# [Your task]
For each line below, check for the word "println", then state how many lines contain it, with no other output.
===== Source material =====
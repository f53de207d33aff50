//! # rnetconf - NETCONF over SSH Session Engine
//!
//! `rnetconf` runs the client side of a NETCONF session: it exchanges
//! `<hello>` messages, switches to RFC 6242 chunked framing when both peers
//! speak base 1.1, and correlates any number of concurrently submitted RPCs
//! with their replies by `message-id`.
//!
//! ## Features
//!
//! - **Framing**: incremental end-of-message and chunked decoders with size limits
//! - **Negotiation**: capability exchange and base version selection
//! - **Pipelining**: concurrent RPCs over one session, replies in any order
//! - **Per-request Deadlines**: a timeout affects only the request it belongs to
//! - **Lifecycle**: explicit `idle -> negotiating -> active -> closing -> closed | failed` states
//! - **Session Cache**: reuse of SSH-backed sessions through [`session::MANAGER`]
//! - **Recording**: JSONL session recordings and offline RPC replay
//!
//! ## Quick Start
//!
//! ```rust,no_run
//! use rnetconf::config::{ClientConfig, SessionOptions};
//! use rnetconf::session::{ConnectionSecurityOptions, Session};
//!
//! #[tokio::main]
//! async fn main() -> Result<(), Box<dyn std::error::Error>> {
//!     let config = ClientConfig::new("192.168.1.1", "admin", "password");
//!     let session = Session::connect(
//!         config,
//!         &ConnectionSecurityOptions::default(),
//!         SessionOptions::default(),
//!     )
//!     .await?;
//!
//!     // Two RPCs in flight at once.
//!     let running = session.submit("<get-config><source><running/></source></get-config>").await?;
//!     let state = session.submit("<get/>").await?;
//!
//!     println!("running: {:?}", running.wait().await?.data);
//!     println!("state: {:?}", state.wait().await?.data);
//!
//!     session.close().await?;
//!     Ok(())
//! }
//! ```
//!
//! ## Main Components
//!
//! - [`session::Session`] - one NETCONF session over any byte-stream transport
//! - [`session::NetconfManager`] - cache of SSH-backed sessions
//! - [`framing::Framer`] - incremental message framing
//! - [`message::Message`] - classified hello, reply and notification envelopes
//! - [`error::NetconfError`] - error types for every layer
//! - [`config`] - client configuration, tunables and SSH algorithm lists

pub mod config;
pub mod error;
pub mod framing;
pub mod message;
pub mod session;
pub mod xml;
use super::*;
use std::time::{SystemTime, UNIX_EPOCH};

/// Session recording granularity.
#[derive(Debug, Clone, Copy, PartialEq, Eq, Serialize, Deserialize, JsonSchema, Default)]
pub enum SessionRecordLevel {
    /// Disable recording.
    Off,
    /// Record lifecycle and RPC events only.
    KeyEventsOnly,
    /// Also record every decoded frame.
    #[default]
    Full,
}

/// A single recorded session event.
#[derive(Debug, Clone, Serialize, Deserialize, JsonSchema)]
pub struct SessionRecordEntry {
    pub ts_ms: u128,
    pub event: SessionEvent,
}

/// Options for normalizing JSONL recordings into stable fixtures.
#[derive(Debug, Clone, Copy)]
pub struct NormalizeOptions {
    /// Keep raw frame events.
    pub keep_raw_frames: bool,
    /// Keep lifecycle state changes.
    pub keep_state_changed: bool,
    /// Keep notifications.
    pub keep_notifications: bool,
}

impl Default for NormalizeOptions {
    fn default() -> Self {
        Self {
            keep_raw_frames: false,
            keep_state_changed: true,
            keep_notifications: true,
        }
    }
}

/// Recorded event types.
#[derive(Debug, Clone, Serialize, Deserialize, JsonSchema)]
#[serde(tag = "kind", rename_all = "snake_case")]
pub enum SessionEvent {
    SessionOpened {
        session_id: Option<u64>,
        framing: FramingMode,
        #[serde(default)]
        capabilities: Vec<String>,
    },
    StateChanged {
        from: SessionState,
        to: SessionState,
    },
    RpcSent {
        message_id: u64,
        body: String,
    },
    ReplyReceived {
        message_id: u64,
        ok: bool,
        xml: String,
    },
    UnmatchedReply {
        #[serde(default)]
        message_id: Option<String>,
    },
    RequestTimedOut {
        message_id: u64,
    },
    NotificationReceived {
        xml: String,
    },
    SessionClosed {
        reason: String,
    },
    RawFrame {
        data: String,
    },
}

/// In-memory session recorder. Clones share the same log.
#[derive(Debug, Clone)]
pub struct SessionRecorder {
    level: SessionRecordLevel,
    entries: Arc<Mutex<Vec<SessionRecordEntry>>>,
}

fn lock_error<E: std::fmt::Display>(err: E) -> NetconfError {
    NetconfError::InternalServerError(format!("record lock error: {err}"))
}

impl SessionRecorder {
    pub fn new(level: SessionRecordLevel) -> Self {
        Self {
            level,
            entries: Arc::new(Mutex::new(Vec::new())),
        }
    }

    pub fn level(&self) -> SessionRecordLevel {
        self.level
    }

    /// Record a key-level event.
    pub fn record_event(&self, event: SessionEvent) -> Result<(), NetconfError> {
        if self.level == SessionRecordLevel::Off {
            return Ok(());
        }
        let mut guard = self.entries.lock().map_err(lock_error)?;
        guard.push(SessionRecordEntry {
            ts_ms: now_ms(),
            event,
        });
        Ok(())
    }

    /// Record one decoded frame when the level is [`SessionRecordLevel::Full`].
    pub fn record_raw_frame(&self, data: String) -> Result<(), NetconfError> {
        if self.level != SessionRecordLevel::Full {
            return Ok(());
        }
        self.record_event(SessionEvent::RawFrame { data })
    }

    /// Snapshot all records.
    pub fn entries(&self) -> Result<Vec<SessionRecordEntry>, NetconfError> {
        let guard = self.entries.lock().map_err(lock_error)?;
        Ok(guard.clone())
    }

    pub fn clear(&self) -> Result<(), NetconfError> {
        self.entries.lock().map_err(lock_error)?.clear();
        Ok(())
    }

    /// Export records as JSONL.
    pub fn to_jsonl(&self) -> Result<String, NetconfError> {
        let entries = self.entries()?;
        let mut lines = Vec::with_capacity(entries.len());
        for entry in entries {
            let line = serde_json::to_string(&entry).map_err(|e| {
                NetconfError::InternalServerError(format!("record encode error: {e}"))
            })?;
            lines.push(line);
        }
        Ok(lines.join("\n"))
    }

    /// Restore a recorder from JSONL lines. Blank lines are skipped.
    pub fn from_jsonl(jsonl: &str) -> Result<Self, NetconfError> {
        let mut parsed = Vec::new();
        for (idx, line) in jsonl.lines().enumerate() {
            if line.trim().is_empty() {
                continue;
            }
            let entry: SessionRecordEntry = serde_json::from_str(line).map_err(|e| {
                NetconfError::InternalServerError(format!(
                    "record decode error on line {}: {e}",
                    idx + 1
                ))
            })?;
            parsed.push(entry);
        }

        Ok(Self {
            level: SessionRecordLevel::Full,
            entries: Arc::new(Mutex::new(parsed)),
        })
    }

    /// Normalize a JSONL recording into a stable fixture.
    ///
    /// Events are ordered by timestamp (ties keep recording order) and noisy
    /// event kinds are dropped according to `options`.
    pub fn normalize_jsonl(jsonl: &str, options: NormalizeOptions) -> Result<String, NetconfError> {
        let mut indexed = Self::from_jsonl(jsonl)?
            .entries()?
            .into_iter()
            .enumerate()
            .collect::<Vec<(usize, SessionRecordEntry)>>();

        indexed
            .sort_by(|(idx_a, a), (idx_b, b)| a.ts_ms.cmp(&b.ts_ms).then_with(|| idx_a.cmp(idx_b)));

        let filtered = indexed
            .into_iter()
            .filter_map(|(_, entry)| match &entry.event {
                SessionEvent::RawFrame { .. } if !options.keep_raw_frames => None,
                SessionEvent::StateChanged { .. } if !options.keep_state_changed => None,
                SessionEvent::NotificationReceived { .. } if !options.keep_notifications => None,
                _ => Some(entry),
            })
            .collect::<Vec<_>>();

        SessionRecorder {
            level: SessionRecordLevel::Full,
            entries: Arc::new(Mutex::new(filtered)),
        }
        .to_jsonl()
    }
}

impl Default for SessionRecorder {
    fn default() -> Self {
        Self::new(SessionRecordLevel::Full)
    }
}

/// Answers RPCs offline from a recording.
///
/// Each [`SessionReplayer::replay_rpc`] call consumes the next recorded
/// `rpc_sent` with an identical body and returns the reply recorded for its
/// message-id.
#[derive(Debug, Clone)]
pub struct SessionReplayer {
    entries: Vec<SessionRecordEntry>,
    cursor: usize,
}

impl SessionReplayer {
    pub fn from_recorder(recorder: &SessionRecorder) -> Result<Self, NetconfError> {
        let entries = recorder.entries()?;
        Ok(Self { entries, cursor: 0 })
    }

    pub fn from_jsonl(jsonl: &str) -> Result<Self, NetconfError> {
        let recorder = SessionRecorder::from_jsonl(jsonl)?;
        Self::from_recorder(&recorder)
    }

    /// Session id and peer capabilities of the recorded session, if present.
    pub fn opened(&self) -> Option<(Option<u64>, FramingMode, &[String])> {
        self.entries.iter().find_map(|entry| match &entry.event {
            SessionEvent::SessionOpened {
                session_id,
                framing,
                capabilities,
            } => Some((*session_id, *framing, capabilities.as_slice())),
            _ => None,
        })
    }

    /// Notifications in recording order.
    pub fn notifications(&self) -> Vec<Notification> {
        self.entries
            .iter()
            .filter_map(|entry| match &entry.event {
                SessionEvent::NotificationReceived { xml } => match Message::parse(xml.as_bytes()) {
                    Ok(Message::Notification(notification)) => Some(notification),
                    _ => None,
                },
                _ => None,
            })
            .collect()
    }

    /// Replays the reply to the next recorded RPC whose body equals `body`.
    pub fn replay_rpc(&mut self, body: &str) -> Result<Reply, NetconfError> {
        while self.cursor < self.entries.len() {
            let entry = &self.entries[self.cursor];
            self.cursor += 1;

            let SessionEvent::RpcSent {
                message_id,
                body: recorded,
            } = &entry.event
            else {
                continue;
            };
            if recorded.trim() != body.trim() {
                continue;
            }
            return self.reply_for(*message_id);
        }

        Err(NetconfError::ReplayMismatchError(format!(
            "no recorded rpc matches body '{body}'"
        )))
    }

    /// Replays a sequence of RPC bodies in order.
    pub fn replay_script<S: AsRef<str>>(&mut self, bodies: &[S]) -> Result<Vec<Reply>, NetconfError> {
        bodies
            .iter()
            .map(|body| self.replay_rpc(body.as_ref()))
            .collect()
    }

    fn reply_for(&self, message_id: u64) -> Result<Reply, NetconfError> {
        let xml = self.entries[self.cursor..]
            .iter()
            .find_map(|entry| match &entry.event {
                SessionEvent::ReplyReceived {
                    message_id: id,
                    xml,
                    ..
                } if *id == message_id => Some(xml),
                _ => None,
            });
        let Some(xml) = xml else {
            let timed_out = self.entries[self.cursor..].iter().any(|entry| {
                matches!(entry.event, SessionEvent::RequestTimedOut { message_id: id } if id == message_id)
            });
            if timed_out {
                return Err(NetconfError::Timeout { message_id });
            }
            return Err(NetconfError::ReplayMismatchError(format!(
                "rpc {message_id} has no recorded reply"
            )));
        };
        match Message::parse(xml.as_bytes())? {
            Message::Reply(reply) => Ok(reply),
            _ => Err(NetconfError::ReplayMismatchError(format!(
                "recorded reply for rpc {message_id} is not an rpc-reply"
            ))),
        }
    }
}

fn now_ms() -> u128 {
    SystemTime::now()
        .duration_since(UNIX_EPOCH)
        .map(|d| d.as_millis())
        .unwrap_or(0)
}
=====
# [Your solution]
2